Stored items
»»

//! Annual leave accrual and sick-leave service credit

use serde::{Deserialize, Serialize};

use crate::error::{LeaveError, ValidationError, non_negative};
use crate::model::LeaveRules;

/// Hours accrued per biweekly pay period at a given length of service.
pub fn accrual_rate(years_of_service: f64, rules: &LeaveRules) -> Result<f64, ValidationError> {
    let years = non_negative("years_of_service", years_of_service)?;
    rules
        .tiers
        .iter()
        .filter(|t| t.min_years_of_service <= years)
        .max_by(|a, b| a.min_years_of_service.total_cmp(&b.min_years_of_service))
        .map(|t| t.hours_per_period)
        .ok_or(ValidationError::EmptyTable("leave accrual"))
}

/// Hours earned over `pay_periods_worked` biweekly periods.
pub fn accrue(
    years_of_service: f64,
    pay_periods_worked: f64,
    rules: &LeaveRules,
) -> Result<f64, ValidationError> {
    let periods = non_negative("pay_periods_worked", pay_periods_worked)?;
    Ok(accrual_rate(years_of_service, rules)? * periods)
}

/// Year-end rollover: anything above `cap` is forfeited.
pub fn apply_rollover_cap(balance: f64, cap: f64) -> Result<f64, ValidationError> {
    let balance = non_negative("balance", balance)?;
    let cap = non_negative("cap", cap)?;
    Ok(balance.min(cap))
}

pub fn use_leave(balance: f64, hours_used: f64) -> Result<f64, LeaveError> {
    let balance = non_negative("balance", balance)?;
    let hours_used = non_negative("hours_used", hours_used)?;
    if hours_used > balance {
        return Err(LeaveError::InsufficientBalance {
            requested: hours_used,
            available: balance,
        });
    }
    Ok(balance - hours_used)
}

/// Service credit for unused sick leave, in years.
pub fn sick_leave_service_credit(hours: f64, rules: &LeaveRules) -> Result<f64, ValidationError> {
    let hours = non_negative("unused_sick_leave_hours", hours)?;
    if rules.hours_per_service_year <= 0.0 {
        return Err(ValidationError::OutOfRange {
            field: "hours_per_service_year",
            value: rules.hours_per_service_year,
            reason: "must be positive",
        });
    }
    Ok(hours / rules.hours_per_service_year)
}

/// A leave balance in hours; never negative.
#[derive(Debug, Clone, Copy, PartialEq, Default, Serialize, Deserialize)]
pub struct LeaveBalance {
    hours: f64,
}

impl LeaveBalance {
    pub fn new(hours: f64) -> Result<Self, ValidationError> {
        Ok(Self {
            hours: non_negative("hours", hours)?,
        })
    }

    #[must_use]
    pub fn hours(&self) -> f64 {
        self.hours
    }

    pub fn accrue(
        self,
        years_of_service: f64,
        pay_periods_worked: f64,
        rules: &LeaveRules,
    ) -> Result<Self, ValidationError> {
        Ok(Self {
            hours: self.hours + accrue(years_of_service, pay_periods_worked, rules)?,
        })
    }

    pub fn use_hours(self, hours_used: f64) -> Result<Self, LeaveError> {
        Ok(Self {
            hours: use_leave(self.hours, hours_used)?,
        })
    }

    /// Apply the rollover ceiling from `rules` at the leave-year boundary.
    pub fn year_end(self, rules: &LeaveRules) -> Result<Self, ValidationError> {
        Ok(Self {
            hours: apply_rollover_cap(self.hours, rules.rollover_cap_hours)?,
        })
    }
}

««

TASK ITEM
With nothing added or left out, print the data again.

TASK RESULT
//! Annual leave accrual and sick-leave service credit

use serde::{Deserialize, Serialize};

use crate::error::{LeaveError, ValidationError, non_negative};
use crate::model::LeaveRules;

/// Hours accrued per biweekly pay period at a given length of service.
pub fn accrual_rate(years_of_service: f64, rules: &LeaveRules) -> Result<f64, ValidationError> {
    let years = non_negative("years_of_service", years_of_service)?;
    rules
        .tiers
        .iter()
        .filter(|t| t.min_years_of_service <= years)
        .max_by(|a, b| a.min_years_of_service.total_cmp(&b.min_years_of_service))
        .map(|t| t.hours_per_period)
        .ok_or(ValidationError::EmptyTable("leave accrual"))
}

/// Hours earned over `pay_periods_worked` biweekly periods.
pub fn accrue(
    years_of_service: f64,
    pay_periods_worked: f64,
    rules: &LeaveRules,
) -> Result<f64, ValidationError> {
    let periods = non_negative("pay_periods_worked", pay_periods_worked)?;
    Ok(accrual_rate(years_of_service, rules)? * periods)
}

/// Year-end rollover: anything above `cap` is forfeited.
pub fn apply_rollover_cap(balance: f64, cap: f64) -> Result<f64, ValidationError> {
    let balance = non_negative("balance", balance)?;
    let cap = non_negative("cap", cap)?;
    Ok(balance.min(cap))
}

pub fn use_leave(balance: f64, hours_used: f64) -> Result<f64, LeaveError> {
    let balance = non_negative("balance", balance)?;
    let hours_used = non_negative("hours_used", hours_used)?;
    if hours_used > balance {
        return Err(LeaveError::InsufficientBalance {
            requested: hours_used,
            available: balance,
        });
    }
    Ok(balance - hours_used)
}

/// Service credit for unused sick leave, in years.
pub fn sick_leave_service_credit(hours: f64, rules: &LeaveRules) -> Result<f64, ValidationError> {
    let hours = non_negative("unused_sick_leave_hours", hours)?;
    if rules.hours_per_service_year <= 0.0 {
        return Err(ValidationError::OutOfRange {
            field: "hours_per_service_year",
            value: rules.hours_per_service_year,
            reason: "must be positive",
        });
    }
    Ok(hours / rules.hours_per_service_year)
}

/// A leave balance in hours; never negative.
#[derive(Debug, Clone, Copy, PartialEq, Default, Serialize, Deserialize)]
pub struct LeaveBalance {
    hours: f64,
}

impl LeaveBalance {
    pub fn new(hours: f64) -> Result<Self, ValidationError> {
        Ok(Self {
            hours: non_negative("hours", hours)?,
        })
    }

    #[must_use]
    pub fn hours(&self) -> f64 {
        self.hours
    }

    pub fn accrue(
        self,
        years_of_service: f64,
        pay_periods_worked: f64,
        rules: &LeaveRules,
    ) -> Result<Self, ValidationError> {
        Ok(Self {
            hours: self.hours + accrue(years_of_service, pay_periods_worked, rules)?,
        })
    }

    pub fn use_hours(self, hours_used: f64) -> Result<Self, LeaveError> {
        Ok(Self {
            hours: use_leave(self.hours, hours_used)?,
        })
    }

    /// Apply the rollover ceiling from `rules` at the leave-year boundary.
    pub fn year_end(self, rules: &LeaveRules) -> Result<Self, ValidationError> {
        Ok(Self {
            hours: apply_rollover_cap(self.hours, rules.rollover_cap_hours)?,
        })
    }
}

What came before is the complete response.